Night Ruler Iris (Wayne Ferrebee, 2016, colored pencil and ink on paper)
Here is “Night Ruler” the dark violet iris which I blogged about last year. It had about two good days before a rainstorm knocked down the 4 foot flower spikes—but they were two GOOD days. There is hardly a flower more beautiful than the near-black German iris.
Livin’ Easy Rose (Wayne Ferrebee, 2016, colored pencil and ink on paper)
Here is another beautiful flower, a floribunda rose named “Livin’ Easy” which is sort of a fluorescent coquelicot color. It is hard to get the vibrancy of the color of this beautiful little rose (and even more difficult to capture the heavenly smell). Maybe you will have to imagine the joy of rose season here in late spring/ early summer.

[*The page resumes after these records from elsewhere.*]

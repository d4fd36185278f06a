//! Environment-driven server configuration.

use std::net::SocketAddr;

use thiserror::Error;

pub const DEFAULT_ADDR: &str = "0.0.0.0:8000";
pub const DEFAULT_DB_PATH: &str = "clinic_desk.db";
pub const DEFAULT_LOG_FILTER: &str = "clinic_desk_web=info,clinic_desk_core=info,tower_http=info";

/// Value of `CLINIC_DESK_DB` that selects a throwaway in-memory store.
pub const IN_MEMORY_DB: &str = ":memory:";

#[derive(Debug, Error)]
pub enum ConfigError {
    #[error("invalid {key}: {message}")]
    Invalid { key: &'static str, message: String },
}

#[derive(Debug, Clone, PartialEq, Eq)]
pub enum DatabaseLocation {
    File(String),
    InMemory,
}

#[derive(Debug, Clone)]
pub struct WebConfig {
    pub addr: SocketAddr,
    pub database: DatabaseLocation,
    pub username: String,
    pub password: String,
    pub log_filter: String,
}

impl WebConfig {
    /// Read configuration from the process environment.
    ///
    /// Call `dotenvy::dotenv()` first to pick up a local `.env` file.
    pub fn from_env() -> Result<Self, ConfigError> {
        Self::from_lookup(|key| std::env::var(key).ok())
    }

    /// Build configuration from an arbitrary key lookup.
    pub fn from_lookup<F>(lookup: F) -> Result<Self, ConfigError>
    where
        F: Fn(&str) -> Option<String>,
    {
        let get = |key: &str, default: &str| lookup(key).unwrap_or_else(|| default.to_string());

        let addr_raw = get("CLINIC_DESK_ADDR", DEFAULT_ADDR);
        let addr = addr_raw.trim().parse::<SocketAddr>().map_err(|e| ConfigError::Invalid {
            key: "CLINIC_DESK_ADDR",
            message: format!("{addr_raw:?}: {e}"),
        })?;

        let db = get("CLINIC_DESK_DB", DEFAULT_DB_PATH);
        let database = match db.trim() {
            "" => {
                return Err(ConfigError::Invalid {
                    key: "CLINIC_DESK_DB",
                    message: "must not be empty".into(),
                })
            }
            IN_MEMORY_DB => DatabaseLocation::InMemory,
            path => DatabaseLocation::File(path.to_string()),
        };

        let username = get("CLINIC_DESK_USERNAME", "admin");
        if username.trim().is_empty() {
            return Err(ConfigError::Invalid {
                key: "CLINIC_DESK_USERNAME",
                message: "must not be empty".into(),
            });
        }
        let password = get("CLINIC_DESK_PASSWORD", "admin");

        // RUST_LOG wins over the app-specific filter when both are set.
        let log_filter = lookup("RUST_LOG")
            .or_else(|| lookup("CLINIC_DESK_LOG"))
            .unwrap_or_else(|| DEFAULT_LOG_FILTER.to_string());

        Ok(Self {
            addr,
            database,
            username,
            password,
            log_filter,
        })
    }
}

It is now the middle of May and the spring plants are giving way to summer plants. The tulips, crocuses, and muscari are long gone. My iris never deployed–a few sad little shoots stuck their heads up–but there was no regal purple bearded head. Unfortunately I don’t have peonies or lilacs. But who cares? It’s rose season now and the rose is truly the queen of flowers.
The end of May and the entirety of June are the apex of rose season. For people with antique English and French roses this is the only time they get to see their flowers bloom (but what magnificent fulsome flowers!). During the eighteenth century, however, European traders discovered that Chinese gardeners had entirely different rose species! Chinese roses were smaller than the European roses and less fragrant, but they possessed the ability to bloom and bloom again throughout summer, into late autumn and even early winter. Additionally their buds grew deeper in color as the flowers bloomed (unlike traditional European roses which faded and discolored immediately after opening).
My roses are all hybrid perpetuals: they bloom throughout the season and possess the best traits of European and Chinese roses. Modern Rose breeders have created all manner of new colors, shapes, and smells to delight the senses. The fashions in roses change from year to year and from decade to decade. Roses are everybody’s favorite flower—they are a big business with their own festivals and awards and inner circles. Whatever your tastes are, there was a period when rose breeders sought to appeal to them and there are breeders out there now working on even grander results.
The two photos in this article are pictures I took of my newest rose, a beautiful orange floribunda “Gingersnap” introduced in 1978. Curiously 3 of my 4 roses were introduced in 1977 & 1978 (Double Delight–1977, Gingersnap–1978, & Pristine–1978). Apparently that was the era of rose cultivation which appeals to me most (which seems ironic–since that era is in an infamous subject of laughter for fashionistas).